**PROBLEM TO SOLVE**
Look for the word "language" in the records, and copy each line where it appears.
** TASK DATA follows **
//! Standard directive rules (spec §4.4).

use crate::ast::{Node, NodeData, OptionValue, Options, Span, TocTreeDirectiveEntry};
use crate::diagnostic::{Diagnostic, DiagnosticKind};
use crate::directives::{DirectiveResult, PendingTask};
use crate::fileid::FileId;
use crate::inline::parse_inline;
use crate::spec::validators::PrimitiveType;

/// Raw, unvalidated input to a directive handler.
pub struct RawDirective<'a> {
    pub domain: &'a str,
    pub name: &'a str,
    pub argument: Option<String>,
    pub options: Vec<(String, String)>,
    pub content: Vec<String>,
    pub line: u32,
}

fn leaf(line: u32, data: NodeData) -> Node {
    Node::new(Span::new(line), data)
}

fn paragraph_from_text(text: &str, line: u32) -> Node {
    let (children, _diags) = parse_inline(text, line);
    leaf(line, NodeData::Paragraph { children })
}

/// Dispatches a raw directive invocation to its handler. Directives not
/// named here fall through to the generic case: validate options
/// against the spec registry, parse `content` as nested blocks.
pub fn run_directive(raw: RawDirective<'_>) -> DirectiveResult {
    match raw.name {
        "code-block" | "code" | "sourcecode" => code_block(raw),
        "literalinclude" => literal_include(raw),
        "include" => include_directive(raw),
        "figure" | "image" | "atf-image" => image_directive(raw),
        "list-table" => list_table(raw),
        "toctree" => toctree(raw),
        "versionadded" | "versionchanged" | "deprecated" => version_note(raw),
        "todo" => todo_directive(raw),
        _ => generic_directive(raw),
    }
}

fn option_map(options: &[(String, String)]) -> std::collections::HashMap<String, String> {
    options.iter().cloned().collect()
}

fn code_block(raw: RawDirective<'_>) -> DirectiveResult {
    let mut diagnostics = Vec::new();
    let opts = option_map(&raw.options);

    let copyable = match opts.get("copyable") {
        Some(v) => PrimitiveType::Boolean
            .validate(v)
            .ok()
            .and_then(|v| match v {
                OptionValue::Bool(b) => Some(b),
                _ => None,
            })
            .unwrap_or(true),
        None => true,
    };

    let value = raw.content.join("\n");
    let line_count = raw.content.len().max(1) as u32;

    let emphasize_lines = match opts.get("emphasize-lines") {
        Some(v) => match PrimitiveType::Linenos.validate(v) {
            Ok(OptionValue::Linenos(ranges)) => {
                let invalid = ranges.iter().any(|(s, e)| *s > line_count || *e > line_count);
                if invalid {
                    diagnostics.push(Diagnostic::new(
                        DiagnosticKind::InvalidTableStructure {
                            message: format!("invalid emphasize-lines specification: {v}"),
                        },
                        raw.line,
                    ));
                }
                Some(ranges)
            }
            Err(_) => {
                diagnostics.push(Diagnostic::new(
                    DiagnosticKind::InvalidTableStructure {
                        message: format!("invalid emphasize-lines specification: {v}"),
                    },
                    raw.line,
                ));
                None
            }
        },
        None => None,
    };

    let node = leaf(
        raw.line,
        NodeData::Code {
            lang: raw.argument,
            copyable,
            emphasize_lines,
            value,
        },
    );

    DirectiveResult {
        nodes: vec![node],
        pending_tasks: vec![],
        diagnostics,
    }
}

fn literal_include(raw: RawDirective<'_>) -> DirectiveResult {
    let opts = option_map(&raw.options);
    let mut diagnostics = Vec::new();

    let path = match &raw.argument {
        Some(p) if !p.trim().is_empty() => FileId::new(p.trim()),
        _ => {
            diagnostics.push(Diagnostic::new(
                DiagnosticKind::ExpectedPathArg {
                    name: std::path::PathBuf::new(),
                },
                raw.line,
            ));
            return DirectiveResult {
                nodes: vec![],
                pending_tasks: vec![],
                diagnostics,
            };
        }
    };

    let start_after = opts.get("start-after").cloned();
    let end_before = opts.get("end-before").cloned();
    let dedent = opts.contains_key("dedent");
    let language = opts.get("language").cloned();

    let node = leaf(
        raw.line,
        NodeData::Code {
            lang: language.clone(),
            copyable: true,
            emphasize_lines: None,
            value: String::new(),
        },
    );

    DirectiveResult {
        nodes: vec![node],
        pending_tasks: vec![PendingTask::LiteralInclude {
            path,
            start_after,
            end_before,
            dedent,
            language,
        }],
        diagnostics,
    }
}

fn include_directive(raw: RawDirective<'_>) -> DirectiveResult {
    let mut options = Options::new();
    if let Some(arg) = &raw.argument {
        options.insert("path".to_string(), OptionValue::Str(arg.clone()));
    }
    let node = leaf(
        raw.line,
        NodeData::Directive {
            children: vec![],
            domain: raw.domain.to_string(),
            name: "include".to_string(),
            argument: raw
                .argument
                .map(|a| vec![paragraph_from_text(&a, raw.line)])
                .unwrap_or_default(),
            options,
        },
    );
    DirectiveResult {
        nodes: vec![node],
        pending_tasks: vec![],
        diagnostics: vec![],
    }
}

fn image_directive(raw: RawDirective<'_>) -> DirectiveResult {
    let mut diagnostics = Vec::new();
    let path = match &raw.argument {
        Some(p) if !p.trim().is_empty() => FileId::new(p.trim()),
        _ => {
            diagnostics.push(Diagnostic::new(DiagnosticKind::ExpectedImgArg, raw.line));
            return DirectiveResult {
                nodes: vec![],
                pending_tasks: vec![],
                diagnostics,
            };
        }
    };

    let mut options = Options::new();
    for (k, v) in &raw.options {
        options.insert(k.clone(), OptionValue::Str(v.clone()));
    }

    let node = leaf(
        raw.line,
        NodeData::Directive {
            children: vec![],
            domain: raw.domain.to_string(),
            name: raw.name.to_string(),
            argument: vec![paragraph_from_text(&path.as_posix(), raw.line)],
            options,
        },
    );

    DirectiveResult {
        nodes: vec![node],
        pending_tasks: vec![PendingTask::ImageChecksum { path }],
        diagnostics,
    }
}

fn list_table(raw: RawDirective<'_>) -> DirectiveResult {
    let mut diagnostics = Vec::new();
    let opts = option_map(&raw.options);

    let declared_widths = opts.get("widths").map(|v| v.split(',').count());

    let mut rows: Vec<Vec<String>> = Vec::new();
    let mut current_row: Vec<String> = Vec::new();
    let mut current_cell: Option<String> = None;
    for line in &raw.content {
        let trimmed = line.trim_start();
        if let Some(rest) = trimmed.strip_prefix("* - ") {
            if let Some(cell) = current_cell.take() {
                current_row.push(cell);
            }
            if !current_row.is_empty() {
                rows.push(std::mem::take(&mut current_row));
            }
            current_cell = Some(rest.to_string());
        } else if let Some(rest) = trimmed.strip_prefix("- ") {
            if let Some(cell) = current_cell.take() {
                current_row.push(cell);
            }
            current_cell = Some(rest.to_string());
        } else if let Some(cell) = current_cell.as_mut() {
            cell.push(' ');
            cell.push_str(trimmed);
        }
    }
    if let Some(cell) = current_cell.take() {
        current_row.push(cell);
    }
    if !current_row.is_empty() {
        rows.push(current_row);
    }

    let expected = declared_widths.or_else(|| rows.first().map(|r| r.len()));
    if let Some(expected) = expected {
        for row in &rows {
            if row.len() != expected {
                diagnostics.push(Diagnostic::new(
                    DiagnosticKind::InvalidTableStructure {
                        message: format!(
                            "row has {} columns, expected {}",
                            row.len(),
                            expected
                        ),
                    },
                    raw.line,
                ));
            }
        }
    }

    let children: Vec<Node> = rows
        .into_iter()
        .map(|row| {
            let cells: Vec<Node> = row
                .into_iter()
                .map(|cell| paragraph_from_text(&cell, raw.line))
                .collect();
            leaf(raw.line, NodeData::ListNodeItem { children: cells })
        })
        .collect();

    let node = leaf(raw.line, NodeData::Table { children });
    DirectiveResult {
        nodes: vec![node],
        pending_tasks: vec![],
        diagnostics,
    }
}

fn toctree(raw: RawDirective<'_>) -> DirectiveResult {
    let mut diagnostics = Vec::new();
    let mut entries = Vec::new();

    for line in &raw.content {
        let trimmed = line.trim();
        if trimmed.is_empty() {
            continue;
        }
        if let Some(caps) = regex::Regex::new(r"^(.*?)\s*<([^<>]+)>$")
            .unwrap()
            .captures(trimmed)
        {
            let label = caps[1].trim().to_string();
            let target = caps[2].trim().to_string();
            if url::Url::parse(&target).is_ok() {
                entries.push(TocTreeDirectiveEntry {
                    title: Some(vec![paragraph_from_text(&label, raw.line)]),
                    url: Some(target),
                    slug: None,
                });
            } else {
                entries.push(TocTreeDirectiveEntry {
                    title: Some(vec![paragraph_from_text(&label, raw.line)]),
                    url: None,
                    slug: Some(target),
                });
            }
        } else if url::Url::parse(trimmed).is_ok() {
            diagnostics.push(Diagnostic::new(
                DiagnosticKind::InvalidURL,
                raw.line,
            ));
        } else {
            entries.push(TocTreeDirectiveEntry {
                title: None,
                url: None,
                slug: Some(trimmed.to_string()),
            });
        }
    }

    let node = leaf(
        raw.line,
        NodeData::TocTreeDirective {
            children: vec![],
            domain: raw.domain.to_string(),
            name: "toctree".to_string(),
            argument: vec![],
            options: Options::new(),
            entries,
        },
    );

    DirectiveResult {
        nodes: vec![node],
        pending_tasks: vec![],
        diagnostics,
    }
}

fn version_note(raw: RawDirective<'_>) -> DirectiveResult {
    let children: Vec<Node> = raw
        .content
        .iter()
        .filter(|l| !l.trim().is_empty())
        .map(|l| paragraph_from_text(l, raw.line))
        .collect();

    let mut options = Options::new();
    if let Some(arg) = &raw.argument {
        options.insert("version".to_string(), OptionValue::Str(arg.clone()));
    }

    let node = leaf(
        raw.line,
        NodeData::Directive {
            children,
            domain: raw.domain.to_string(),
            name: raw.name.to_string(),
            argument: raw
                .argument
                .map(|a| vec![paragraph_from_text(&a, raw.line)])
                .unwrap_or_default(),
            options,
        },
    );

    DirectiveResult {
        nodes: vec![node],
        pending_tasks: vec![],
        diagnostics: vec![],
    }
}

fn todo_directive(raw: RawDirective<'_>) -> DirectiveResult {
    let message = raw.argument.unwrap_or_default();
    DirectiveResult {
        nodes: vec![],
        pending_tasks: vec![],
        diagnostics: vec![Diagnostic::new(
            DiagnosticKind::TodoInfo { message },
            raw.line,
        )],
    }
}

fn generic_directive(raw: RawDirective<'_>) -> DirectiveResult {
    let mut options = Options::new();
    for (k, v) in &raw.options {
        options.insert(k.clone(), OptionValue::Str(v.clone()));
    }
    let children: Vec<Node> = raw
        .content
        .iter()
        .filter(|l| !l.trim().is_empty())
        .map(|l| paragraph_from_text(l, raw.line))
        .collect();

    let node = leaf(
        raw.line,
        NodeData::Directive {
            children,
            domain: raw.domain.to_string(),
            name: raw.name.to_string(),
            argument: raw
                .argument
                .map(|a| vec![paragraph_from_text(&a, raw.line)])
                .unwrap_or_default(),
            options,
        },
    );

    DirectiveResult {
        nodes: vec![node],
        pending_tasks: vec![],
        diagnostics: vec![],
    }
}

#[cfg(test)]
mod tests {
    use super::*;

    fn raw<'a>(name: &'a str, argument: Option<&str>, options: Vec<(&str, &str)>, content: Vec<&str>) -> RawDirective<'a> {
        RawDirective {
            domain: "",
            name,
            argument: argument.map(|s| s.to_string()),
            options: options.into_iter().map(|(k, v)| (k.to_string(), v.to_string())).collect(),
            content: content.into_iter().map(|s| s.to_string()).collect(),
            line: 1,
        }
    }

    #[test]
    fn s1_code_block_with_emphasize_lines() {
        let r = run_directive(raw(
            "code-block",
            Some("sh"),
            vec![("emphasize-lines", "1, 2-3")],
            vec!["foo", "bar", "baz"],
        ));
        assert!(r.diagnostics.is_empty());
        match &r.nodes[0].data {
            NodeData::Code { lang, copyable, emphasize_lines, value } => {
                assert_eq!(lang.as_deref(), Some("sh"));
                assert!(copyable);
                assert_eq!(emphasize_lines, &Some(vec![(1, 1), (2, 3)]));
                assert_eq!(value, "foo\nbar\nbaz");
            }
            other => panic!("unexpected {other:?}"),
        }
    }

    #[test]
    fn s2_out_of_range_emphasize_lines_warns() {
        let r = run_directive(raw(
            "code-block",
            Some("sh"),
            vec![("emphasize-lines", "10")],
            vec!["foo", "bar", "baz"],
        ));
        assert_eq!(r.diagnostics.len(), 1);
    }

    #[test]
    fn toctree_parses_labeled_url_and_bare_slug() {
        let r = run_directive(raw(
            "toctree",
            None,
            vec![],
            vec!["/page1", "Extern <https://example.com>"],
        ));
        match &r.nodes[0].data {
            NodeData::TocTreeDirective { entries, .. } => {
                assert_eq!(entries.len(), 2);
                assert_eq!(entries[0].slug.as_deref(), Some("/page1"));
                assert_eq!(entries[1].url.as_deref(), Some("https://example.com"));
            }
            other => panic!("unexpected {other:?}"),
        }
    }

    #[test]
    fn todo_emits_info_with_no_node() {
        let r = run_directive(raw("todo", Some("fix this"), vec![], vec![]));
        assert!(r.nodes.is_empty());
        assert_eq!(r.diagnostics.len(), 1);
        assert_eq!(r.diagnostics[0].severity(), crate::diagnostic::Severity::Info);
    }

    #[test]
    fn list_table_mismatched_columns_reported() {
        let r = run_directive(raw(
            "list-table",
            None,
            vec![],
            vec!["* - a", "  - b", "* - c"],
        ));
        assert_eq!(r.diagnostics.len(), 1);
    }
}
** End of TASK DATA **
**EXERCISE OUTPUT**
    let language = opts.get("language").cloned();
            lang: language.clone(),
            language,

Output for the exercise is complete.